Bramble (blueberry)

Rubus fruticosus

Also known as black-caps.

The story…

Bramble is native to Eurasia and very common on the five continents. It grows in hedgerows, wooded edges and forest cuttings, where it plays an important precursor role in the creation of a forest. It likes sunny areas and nitrate-rich soils, which is why it is often found near homes. Apart from insects and birds, brambles are a popular food for deer, foxes and some rodents.

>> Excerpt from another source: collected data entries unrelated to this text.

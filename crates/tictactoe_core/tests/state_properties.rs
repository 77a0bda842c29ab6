//! Property-based tests for the tic-tac-toe state machine.
//!
//! Move sequences are drawn from 0..12 so roughly a quarter of the inputs
//! are off the board, and repeats exercise occupied cells.

use proptest::prelude::*;
use tictactoe_core::{GameState, GameStatus, LINES, Player};

fn arb_moves() -> impl Strategy<Value = Vec<usize>> {
    proptest::collection::vec(0usize..12, 0..30)
}

/// Count of lines held entirely by one player.
fn complete_lines(state: &GameState) -> usize {
    LINES
        .iter()
        .filter(|line| {
            let marks: Vec<_> = line
                .iter()
                .filter_map(|&i| state.board().get(i).and_then(|cell| cell.mark()))
                .collect();
            marks.len() == 3 && marks.iter().all(|&m| m == marks[0])
        })
        .count()
}

proptest! {
    #[test]
    fn move_count_matches_occupied_cells(moves in arb_moves()) {
        let mut state = GameState::new();
        for index in moves {
            state = state.apply_move(index);
            prop_assert_eq!(usize::from(state.move_count()), state.board().occupied_count());
        }
    }

    #[test]
    fn current_player_tracks_parity(moves in arb_moves()) {
        let mut state = GameState::new();
        for index in moves {
            state = state.apply_move(index);
            let expected = if state.move_count() % 2 == 0 { Player::X } else { Player::O };
            prop_assert_eq!(state.current_player(), expected);
        }
    }

    #[test]
    fn accepted_moves_flip_the_player(moves in arb_moves()) {
        let mut state = GameState::new();
        for index in moves {
            let next = state.apply_move(index);
            if next != state {
                prop_assert_eq!(next.current_player(), state.current_player().opponent());
                prop_assert_eq!(next.move_count(), state.move_count() + 1);
            }
            state = next;
        }
    }

    #[test]
    fn illegal_moves_never_change_state(moves in arb_moves(), probe in 0usize..12) {
        let state = moves.into_iter().fold(GameState::new(), |s, i| s.apply_move(i));
        let legal = !state.is_decided() && state.board().is_empty(probe);
        if !legal {
            prop_assert_eq!(state.apply_move(probe), state);
            prop_assert!(state.try_apply_move(probe).is_err());
        }
    }

    #[test]
    fn winning_line_set_iff_a_line_is_complete(moves in arb_moves()) {
        let state = moves.into_iter().fold(GameState::new(), |s, i| s.apply_move(i));
        prop_assert_eq!(state.winning_line().is_some(), complete_lines(&state) > 0);
        if let GameStatus::Won { player, line } = state.status() {
            for index in line {
                prop_assert_eq!(state.board().get(index).and_then(|c| c.mark()), Some(player));
            }
        }
    }

    #[test]
    fn decided_games_stay_decided(moves in arb_moves(), extra in arb_moves()) {
        let state = moves.into_iter().fold(GameState::new(), |s, i| s.apply_move(i));
        if state.is_decided() {
            let after = extra.into_iter().fold(state, |s, i| s.apply_move(i));
            prop_assert_eq!(after, state);
        }
    }

    #[test]
    fn reset_returns_to_initial_state(moves in arb_moves()) {
        let mut game = tictactoe_core::Game::new();
        for index in moves {
            game.apply_move(index);
        }
        game.reset();
        prop_assert_eq!(game.state(), &GameState::new());
    }
}
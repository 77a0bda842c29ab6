//! Win detection for tic-tac-toe.

use crate::types::{Board, Cell};

/// Three board indices forming a row, column or diagonal.
pub type Line = [usize; 3];

/// Every winning line, scanned in this order.
pub const LINES: [Line; 8] = [
    // Rows
    [0, 1, 2],
    [3, 4, 5],
    [6, 7, 8],
    // Columns
    [0, 3, 6],
    [1, 4, 7],
    [2, 5, 8],
    // Diagonals
    [0, 4, 8],
    [2, 4, 6],
];

/// Returns the first line in [`LINES`] whose three cells hold the same mark.
pub fn winning_line(board: &Board) -> Option<Line> {
    LINES.into_iter().find(|&[a, b, c]| {
        let cell = board.get(a);
        matches!(cell, Some(Cell::Occupied(_))) && cell == board.get(b) && cell == board.get(c)
    })
}
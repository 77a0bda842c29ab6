//! Tic-tac-toe game state machine.
//!
//! Tracks a 3x3 board, alternates two players, and detects a win or tie.
//! A view layer drives it through two operations:
//!
//! - [`Game::apply_move`] places the current player's mark at a board index.
//!   Moves on an occupied cell, off the board, or after the game is decided
//!   are silently ignored.
//! - [`Game::reset`] starts a fresh game.
//!
//! and reads it back through [`Game::status`] and [`Game::board`].
//!
//! # Example
//!
//! ```
//! use tictactoe_core::{Game, GameStatus, Player};
//!
//! let mut game = Game::new();
//! for index in [0, 3, 1, 4, 2] {
//!     game.apply_move(index);
//! }
//! assert_eq!(
//!     game.status(),
//!     GameStatus::Won { player: Player::X, line: [0, 1, 2] }
//! );
//! ```

#![warn(missing_docs)]
#![forbid(unsafe_code)]

mod error;
mod lines;
mod position;
mod state;
mod types;

pub use error::{InvalidState, MoveRejection};
pub use lines::{LINES, Line, winning_line};
pub use position::Position;
pub use state::{Game, GameState, GameStatus};
pub use types::{BOARD_SIZE, Board, Cell, Player};
//! Tests for loading the TOML config from disk.

use std::io::Write;
use std::path::PathBuf;
use tictactoe_tui::TuiConfig;

#[test]
fn test_missing_file_uses_defaults() {
    let dir = tempfile::tempdir().unwrap();
    let config = TuiConfig::load_or_default(dir.path().join("absent.toml")).unwrap();
    assert_eq!(config, TuiConfig::default());
}

#[test]
fn test_loads_file() {
    let mut file = tempfile::NamedTempFile::new().unwrap();
    writeln!(file, "glyph_x = \"x\"").unwrap();
    writeln!(file, "glyph_o = \"o\"").unwrap();
    writeln!(file, "log_file = \"game.log\"").unwrap();

    let config = TuiConfig::load_or_default(file.path()).unwrap();
    assert_eq!(config.glyph(tictactoe_core::Player::X), "x");
    assert_eq!(config.glyph(tictactoe_core::Player::O), "o");
    assert_eq!(config.log_file(), &PathBuf::from("game.log"));
}

#[test]
fn test_malformed_file_is_an_error() {
    let mut file = tempfile::NamedTempFile::new().unwrap();
    writeln!(file, "glyph_x = ").unwrap();

    let err = TuiConfig::load_or_default(file.path()).unwrap_err();
    assert!(err.to_string().contains("Failed to parse config"));
}

#[test]
fn test_log_file_override() {
    let config = TuiConfig::default().with_log_file(PathBuf::from("other.log"));
    assert_eq!(config.log_file(), &PathBuf::from("other.log"));
}
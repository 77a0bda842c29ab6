//! Command-line interface for the tic-tac-toe TUI.

use clap::Parser;
use std::path::PathBuf;

/// Tic Tac Toe - play in the terminal with keyboard or mouse
#[derive(Parser, Debug)]
#[command(name = "tictactoe")]
#[command(about = "Two-player tic-tac-toe in the terminal", long_about = None)]
#[command(version)]
pub struct Cli {
    /// Path to the TOML config file (defaults are used if it does not exist)
    #[arg(short, long, default_value = "tictactoe.toml")]
    pub config: PathBuf,

    /// Write logs here instead of the file named in the config
    #[arg(long)]
    pub log_file: Option<PathBuf>,
}

#[cfg(test)]
mod tests {
    use super::*;

    #[test]
    fn test_defaults() {
        let cli = Cli::parse_from(["tictactoe"]);
        assert_eq!(cli.config, PathBuf::from("tictactoe.toml"));
        assert_eq!(cli.log_file, None);
    }

    #[test]
    fn test_overrides() {
        let cli = Cli::parse_from(["tictactoe", "-c", "mine.toml", "--log-file", "/tmp/t.log"]);
        assert_eq!(cli.config, PathBuf::from("mine.toml"));
        assert_eq!(cli.log_file, Some(PathBuf::from("/tmp/t.log")));
    }
}
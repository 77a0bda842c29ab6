//! Application state and input handling.

use crate::input::{Action, action_for, move_cursor};
use crate::ui::ClickMap;
use crossterm::event::{KeyCode, MouseButton, MouseEvent, MouseEventKind};
use tictactoe_core::{Game, Position};
use tracing::{debug, info, instrument};

/// Main application state.
#[derive(Debug)]
pub struct App {
    game: Game,
    cursor: Position,
    click_map: ClickMap,
    should_quit: bool,
}

impl Default for App {
    fn default() -> Self {
        Self::new()
    }
}

impl App {
    /// Creates a new application with a fresh game.
    pub fn new() -> Self {
        Self {
            game: Game::new(),
            cursor: Position::Center,
            click_map: ClickMap::default(),
            should_quit: false,
        }
    }

    /// The game being played.
    pub fn game(&self) -> &Game {
        &self.game
    }

    /// Cell under the keyboard cursor.
    pub fn cursor(&self) -> Position {
        self.cursor
    }

    /// Whether the main loop should exit.
    pub fn should_quit(&self) -> bool {
        self.should_quit
    }

    /// Records where the last frame put each clickable element.
    pub fn set_click_map(&mut self, click_map: ClickMap) {
        self.click_map = click_map;
    }

    /// Handles a key press.
    #[instrument(skip(self))]
    pub fn handle_key(&mut self, key: KeyCode) {
        match action_for(key) {
            Action::Place(index) => self.click_cell(index),
            Action::MoveCursor(direction) => self.cursor = move_cursor(self.cursor, direction),
            Action::Activate => {
                if self.game.state().is_decided() {
                    self.play_again();
                } else {
                    self.click_cell(self.cursor.to_index());
                }
            }
            Action::PlayAgain => self.play_again(),
            Action::Quit => {
                info!("Quit requested");
                self.should_quit = true;
            }
            Action::None => {}
        }
    }

    /// Handles a mouse event; only left-button presses do anything.
    #[instrument(skip(self, event), fields(column = event.column, row = event.row))]
    pub fn handle_mouse(&mut self, event: MouseEvent) {
        if event.kind != MouseEventKind::Down(MouseButton::Left) {
            return;
        }
        if let Some(index) = self.click_map.cell_at(event.column, event.row) {
            if let Some(position) = Position::from_index(index) {
                self.cursor = position;
            }
            self.click_cell(index);
        } else if self.click_map.is_play_again(event.column, event.row) {
            self.play_again();
        }
    }

    /// Forwards a cell click to the game. Clicks on locked cells are inert.
    #[instrument(skip(self))]
    pub fn click_cell(&mut self, index: usize) {
        if self.game.apply_move(index) {
            debug!(status = ?self.game.status(), "Board updated");
        }
    }

    /// Starts a new game, but only once the current one is decided.
    #[instrument(skip(self))]
    pub fn play_again(&mut self) {
        if !self.game.state().is_decided() {
            debug!("Play again ignored while game is in progress");
            return;
        }
        info!("Starting a new game");
        self.game.reset();
        self.cursor = Position::Center;
    }
}

#[cfg(test)]
mod tests {
    use super::*;
    use tictactoe_core::{GameState, GameStatus, Player};

    fn press(app: &mut App, keys: &[char]) {
        for &c in keys {
            app.handle_key(KeyCode::Char(c));
        }
    }

    #[test]
    fn test_digit_keys_place_marks() {
        let mut app = App::new();
        press(&mut app, &['1', '4', '2', '5', '3']);
        assert_eq!(
            app.game().status(),
            GameStatus::Won {
                player: Player::X,
                line: [0, 1, 2]
            }
        );
    }

    #[test]
    fn test_enter_places_at_cursor() {
        let mut app = App::new();
        app.handle_key(KeyCode::Up);
        app.handle_key(KeyCode::Enter);
        assert_eq!(app.game().state().move_count(), 1);
        assert!(!app.game().board().is_empty(Position::TopCenter.to_index()));
    }

    #[test]
    fn test_play_again_only_after_game_ends() {
        let mut app = App::new();
        press(&mut app, &['5', 'r']);
        assert_eq!(app.game().state().move_count(), 1);

        press(&mut app, &['1', '4', '2', '6', '3']);
        assert!(app.game().state().is_decided());
        press(&mut app, &['r']);
        assert_eq!(app.game().state(), &GameState::new());
    }

    #[test]
    fn test_enter_on_finished_game_plays_again() {
        let mut app = App::new();
        press(&mut app, &['1', '4', '2', '5', '3']);
        app.handle_key(KeyCode::Enter);
        assert_eq!(app.game().state(), &GameState::new());
    }

    #[test]
    fn test_quit() {
        let mut app = App::new();
        assert!(!app.should_quit());
        app.handle_key(KeyCode::Esc);
        assert!(app.should_quit());
    }
}
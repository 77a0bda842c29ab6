//! UI rendering using ratatui.

mod board;

use crate::app::App;
use crate::config::TuiConfig;
use crate::view;
use ratatui::{
    Frame,
    layout::{Alignment, Constraint, Direction, Layout, Rect},
    style::{Color, Modifier, Style},
    widgets::{Block, Borders, Paragraph},
};
use tictactoe_core::BOARD_SIZE;

use board::{BOARD_HEIGHT, BoardStyle, center_rect, render_board};

const PLAY_AGAIN_WIDTH: u16 = 16;

/// Screen areas of the clickable elements in the last frame.
#[derive(Debug, Clone, Copy, Default, PartialEq, Eq)]
pub struct ClickMap {
    /// Area of each board cell, by index.
    pub cells: [Rect; BOARD_SIZE],
    /// Area of the "Play again" button, when shown.
    pub play_again: Option<Rect>,
}

impl ClickMap {
    /// Board index of the cell at a terminal coordinate.
    pub fn cell_at(&self, column: u16, row: u16) -> Option<usize> {
        self.cells
            .iter()
            .position(|&area| hit(area, column, row))
    }

    /// Whether a terminal coordinate falls on the "Play again" button.
    pub fn is_play_again(&self, column: u16, row: u16) -> bool {
        self.play_again.is_some_and(|area| hit(area, column, row))
    }
}

fn hit(area: Rect, column: u16, row: u16) -> bool {
    column >= area.x && column < area.right() && row >= area.y && row < area.bottom()
}

/// Draws the whole screen and reports where the clickable elements ended up.
pub fn draw(frame: &mut Frame, app: &App, config: &TuiConfig, highlight: Color) -> ClickMap {
    let state = app.game().state();

    let chunks = Layout::default()
        .direction(Direction::Vertical)
        .constraints([
            Constraint::Length(3),
            Constraint::Length(1),
            Constraint::Min(BOARD_HEIGHT),
            Constraint::Length(3),
            Constraint::Length(1),
        ])
        .split(frame.area());

    let title = Paragraph::new("Tic Tac Toe")
        .style(Style::default().fg(Color::Cyan).add_modifier(Modifier::BOLD))
        .alignment(Alignment::Center)
        .block(Block::default().borders(Borders::ALL));
    frame.render_widget(title, chunks[0]);

    let header = Paragraph::new(view::header_text(&state.status()))
        .style(Style::default().fg(Color::Yellow).add_modifier(Modifier::BOLD))
        .alignment(Alignment::Center);
    frame.render_widget(header, chunks[1]);

    let cells = view::cell_views(state, config);
    let style = BoardStyle {
        cursor: (!view::is_read_only(state)).then(|| app.cursor().to_index()),
        highlight,
    };
    let cell_areas = render_board(frame, chunks[2], &cells, style);

    let play_again = view::show_play_again(state).then(|| {
        let area = center_rect(chunks[3], PLAY_AGAIN_WIDTH, 3);
        let button = Paragraph::new("Play again")
            .style(Style::default().fg(Color::Green).add_modifier(Modifier::BOLD))
            .alignment(Alignment::Center)
            .block(Block::default().borders(Borders::ALL));
        frame.render_widget(button, area);
        area
    });

    let help_text = if play_again.is_some() {
        "Enter/R/click: Play again | Q: Quit"
    } else {
        "1-9/click: Move | Arrows+Enter: Move | Q: Quit"
    };
    let help = Paragraph::new(help_text)
        .style(Style::default().fg(Color::DarkGray))
        .alignment(Alignment::Center);
    frame.render_widget(help, chunks[4]);

    ClickMap {
        cells: cell_areas,
        play_again,
    }
}

#[cfg(test)]
mod tests {
    use super::*;

    #[test]
    fn test_hit_is_half_open() {
        let area = Rect::new(10, 5, 3, 2);
        assert!(hit(area, 10, 5));
        assert!(hit(area, 12, 6));
        assert!(!hit(area, 13, 5));
        assert!(!hit(area, 10, 7));
        assert!(!hit(area, 9, 5));
    }

    #[test]
    fn test_click_map_lookup() {
        let mut map = ClickMap::default();
        map.cells[4] = Rect::new(10, 10, 5, 3);
        map.play_again = Some(Rect::new(0, 20, 16, 3));
        assert_eq!(map.cell_at(12, 11), Some(4));
        assert_eq!(map.cell_at(30, 30), None);
        assert!(map.is_play_again(5, 21));
        assert!(!map.is_play_again(5, 19));
    }
}
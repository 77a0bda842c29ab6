//! Game state machine for tic-tac-toe.
//!
//! A [`GameState`] is an immutable snapshot. Applying a move produces the
//! next snapshot; illegal moves produce a copy of the current one. The
//! phase (playing, won, tied) is derived from the snapshot, never stored.

use crate::error::{InvalidState, MoveRejection};
use crate::lines::{Line, winning_line};
use crate::position::Position;
use crate::types::{BOARD_SIZE, Board, Cell, Player};
use serde::{Deserialize, Serialize};
use tracing::{debug, instrument};

/// Derived status of a game.
#[derive(Debug, Clone, Copy, PartialEq, Eq, Hash, Serialize, Deserialize)]
pub enum GameStatus {
    /// Game is ongoing; the player to move.
    Playing(Player),
    /// A player completed a line.
    Won {
        /// The winner.
        player: Player,
        /// The completed line.
        line: Line,
    },
    /// Board is full with no line.
    Tied,
}

impl GameStatus {
    /// Returns true once the game is won or tied.
    pub fn is_decided(&self) -> bool {
        !matches!(self, GameStatus::Playing(_))
    }
}

/// Complete game state.
///
/// Deserialization checks the stored fields against the board and refuses
/// any state that alternating play could not have produced.
#[derive(Debug, Clone, Copy, PartialEq, Eq, Hash, Serialize, Deserialize)]
#[serde(try_from = "StoredGameState")]
pub struct GameState {
    board: Board,
    move_count: u8,
    current_player: Player,
    winning_line: Option<Line>,
}

/// Unchecked wire form of [`GameState`].
#[derive(Deserialize)]
struct StoredGameState {
    board: Board,
    move_count: u8,
    current_player: Player,
    winning_line: Option<Line>,
}

impl TryFrom<StoredGameState> for GameState {
    type Error = InvalidState;

    fn try_from(stored: StoredGameState) -> Result<Self, Self::Error> {
        let occupied = stored.board.occupied_count();
        if usize::from(stored.move_count) != occupied {
            return Err(InvalidState::MoveCount {
                recorded: stored.move_count,
                occupied,
            });
        }

        let x = stored.board.count(Player::X);
        let o = stored.board.count(Player::O);
        if x != o && x != o + 1 {
            return Err(InvalidState::MarkBalance { x, o });
        }

        let to_move = if x == o { Player::X } else { Player::O };
        if stored.current_player != to_move {
            return Err(InvalidState::CurrentPlayer {
                player: stored.current_player,
                move_count: stored.move_count,
            });
        }

        let actual = winning_line(&stored.board);
        if stored.winning_line != actual {
            return Err(InvalidState::WinningLine {
                recorded: stored.winning_line,
                actual,
            });
        }

        Ok(Self {
            board: stored.board,
            move_count: stored.move_count,
            current_player: stored.current_player,
            winning_line: stored.winning_line,
        })
    }
}

impl GameState {
    /// Creates the initial state: empty board, X to move.
    pub fn new() -> Self {
        Self {
            board: Board::new(),
            move_count: 0,
            current_player: Player::X,
            winning_line: None,
        }
    }

    /// Returns the board.
    pub fn board(&self) -> &Board {
        &self.board
    }

    /// Number of moves played so far.
    pub fn move_count(&self) -> u8 {
        self.move_count
    }

    /// The player whose mark goes down next.
    pub fn current_player(&self) -> Player {
        self.current_player
    }

    /// The completed line, if the game has been won.
    pub fn winning_line(&self) -> Option<Line> {
        self.winning_line
    }

    /// Returns true once the game is won or the board is full.
    pub fn is_decided(&self) -> bool {
        self.winning_line.is_some() || usize::from(self.move_count) == BOARD_SIZE
    }

    /// Derives the game status.
    pub fn status(&self) -> GameStatus {
        if let Some(line) = self.winning_line
            && let Some(Cell::Occupied(player)) = self.board.get(line[0])
        {
            GameStatus::Won { player, line }
        } else if usize::from(self.move_count) == BOARD_SIZE {
            GameStatus::Tied
        } else {
            GameStatus::Playing(self.current_player)
        }
    }

    /// Places the current player's mark at `index`, returning the next state.
    ///
    /// # Errors
    ///
    /// Returns a [`MoveRejection`] if the game is decided, `index` is off the
    /// board, or the cell is occupied.
    #[instrument(skip(self), fields(player = %self.current_player, move_count = self.move_count))]
    pub fn try_apply_move(&self, index: usize) -> Result<Self, MoveRejection> {
        if self.is_decided() {
            return Err(MoveRejection::GameDecided);
        }

        let position = Position::from_index(index).ok_or(MoveRejection::OutOfRange(index))?;

        if !self.board.is_empty(index) {
            return Err(MoveRejection::Occupied(position));
        }

        let board = self.board.with_mark(index, self.current_player);
        let next = Self {
            board,
            move_count: self.move_count.saturating_add(1),
            current_player: self.current_player.opponent(),
            winning_line: winning_line(&board),
        };

        debug!(%position, %board, status = ?next.status(), "Move applied");
        Ok(next)
    }

    /// Places the current player's mark at `index`.
    ///
    /// Illegal moves are ignored: the returned state equals `self`.
    pub fn apply_move(&self, index: usize) -> Self {
        match self.try_apply_move(index) {
            Ok(next) => next,
            Err(rejection) => {
                debug!(index, %rejection, "Move ignored");
                *self
            }
        }
    }
}

impl Default for GameState {
    fn default() -> Self {
        Self::new()
    }
}

/// Owner of the current [`GameState`], replaced wholesale on every transition.
#[derive(Debug, Clone, Default, PartialEq, Eq)]
pub struct Game {
    state: GameState,
}

impl Game {
    /// Creates a new game.
    #[instrument]
    pub fn new() -> Self {
        Self {
            state: GameState::new(),
        }
    }

    /// Returns the current state.
    pub fn state(&self) -> &GameState {
        &self.state
    }

    /// Returns the board for rendering.
    pub fn board(&self) -> &Board {
        self.state.board()
    }

    /// Derives the game status.
    pub fn status(&self) -> GameStatus {
        self.state.status()
    }

    /// Applies a move at `index`. Returns whether the state changed.
    #[instrument(skip(self))]
    pub fn apply_move(&mut self, index: usize) -> bool {
        let next = self.state.apply_move(index);
        let changed = next != self.state;
        self.state = next;
        changed
    }

    /// Discards the current state and starts over.
    #[instrument(skip(self), fields(move_count = self.state.move_count()))]
    pub fn reset(&mut self) {
        debug!("Resetting game");
        self.state = GameState::new();
    }
}
//! Core domain types for tic-tac-toe.

use serde::{Deserialize, Serialize};

/// Number of cells on the board.
pub const BOARD_SIZE: usize = 9;

/// Player in the game.
#[derive(Debug, Clone, Copy, PartialEq, Eq, Hash, Serialize, Deserialize, strum::Display)]
pub enum Player {
    /// Player X (goes first).
    X,
    /// Player O (goes second).
    O,
}

impl Player {
    /// Returns the opponent player.
    pub fn opponent(self) -> Self {
        match self {
            Player::X => Player::O,
            Player::O => Player::X,
        }
    }
}

/// A cell on the tic-tac-toe board.
#[derive(Debug, Clone, Copy, PartialEq, Eq, Hash, Default, Serialize, Deserialize)]
pub enum Cell {
    /// No mark yet.
    #[default]
    Empty,
    /// Cell holds a player's mark.
    Occupied(Player),
}

impl Cell {
    /// Returns the mark in this cell, if any.
    pub fn mark(self) -> Option<Player> {
        match self {
            Cell::Empty => None,
            Cell::Occupied(player) => Some(player),
        }
    }

    /// Checks if the cell has no mark.
    pub fn is_empty(self) -> bool {
        self == Cell::Empty
    }
}

/// 3x3 tic-tac-toe board.
#[derive(Debug, Clone, Copy, PartialEq, Eq, Hash, Serialize, Deserialize)]
pub struct Board {
    /// Cells in row-major order (0-8).
    cells: [Cell; BOARD_SIZE],
}

impl Board {
    /// Creates a new empty board.
    pub fn new() -> Self {
        Self {
            cells: [Cell::Empty; BOARD_SIZE],
        }
    }

    /// Gets the cell at the given index (0-8).
    pub fn get(&self, index: usize) -> Option<Cell> {
        self.cells.get(index).copied()
    }

    /// Checks if the cell at `index` exists and is empty.
    pub fn is_empty(&self, index: usize) -> bool {
        matches!(self.get(index), Some(Cell::Empty))
    }

    /// Returns all cells.
    pub fn cells(&self) -> &[Cell; BOARD_SIZE] {
        &self.cells
    }

    /// Number of cells holding a mark.
    pub fn occupied_count(&self) -> usize {
        self.cells.iter().filter(|cell| !cell.is_empty()).count()
    }

    /// Number of cells holding `player`'s mark.
    pub fn count(&self, player: Player) -> usize {
        self.cells
            .iter()
            .filter(|cell| cell.mark() == Some(player))
            .count()
    }

    /// Returns a copy of this board with `index` marked for `player`.
    ///
    /// Callers check bounds first; the board itself is never mutated in place.
    pub(crate) fn with_mark(mut self, index: usize, player: Player) -> Self {
        self.cells[index] = Cell::Occupied(player);
        self
    }
}

impl Default for Board {
    fn default() -> Self {
        Self::new()
    }
}

impl std::fmt::Display for Board {
    fn fmt(&self, f: &mut std::fmt::Formatter<'_>) -> std::fmt::Result {
        for row in 0..3 {
            for col in 0..3 {
                let index = row * 3 + col;
                match self.cells[index] {
                    Cell::Empty => write!(f, "{}", index + 1)?,
                    Cell::Occupied(player) => write!(f, "{}", player)?,
                }
                if col < 2 {
                    write!(f, "|")?;
                }
            }
            if row < 2 {
                write!(f, "\n-+-+-\n")?;
            }
        }
        Ok(())
    }
}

Blackberries are harvested around September; in the United Kingdom, tradition has it that after the Feast of the Archangels on September 29th, the fruit is no longer picked because the devil would have spat on it.

Uses

Nutritional value

Blackberries are particularly rich in antioxidants (specifically anthocyanins, which give them their dark colour), which slow down the ageing of cells and prevent certain cardiovascular diseases. They are also a source of vitamins B, C and E, provitamin A, as well as potassium, calcium, magnesium and iron.

Sore throat and cough

The disinfecting properties of bramble leaves help to reduce colds, angina and sinusitis. They soothe coughs and sore throats. The infusion can either be drunk or used as a gargle.

Preparation

Infusion: 30 g dry leaves per liter of water; leave to infuse for 15 minutes and filter carefully. Add honey.

Fruits: eat raw and fresh to preserve vitamins.

Precautions

In case of persistent symptoms or if you have any doubts, consult a doctor.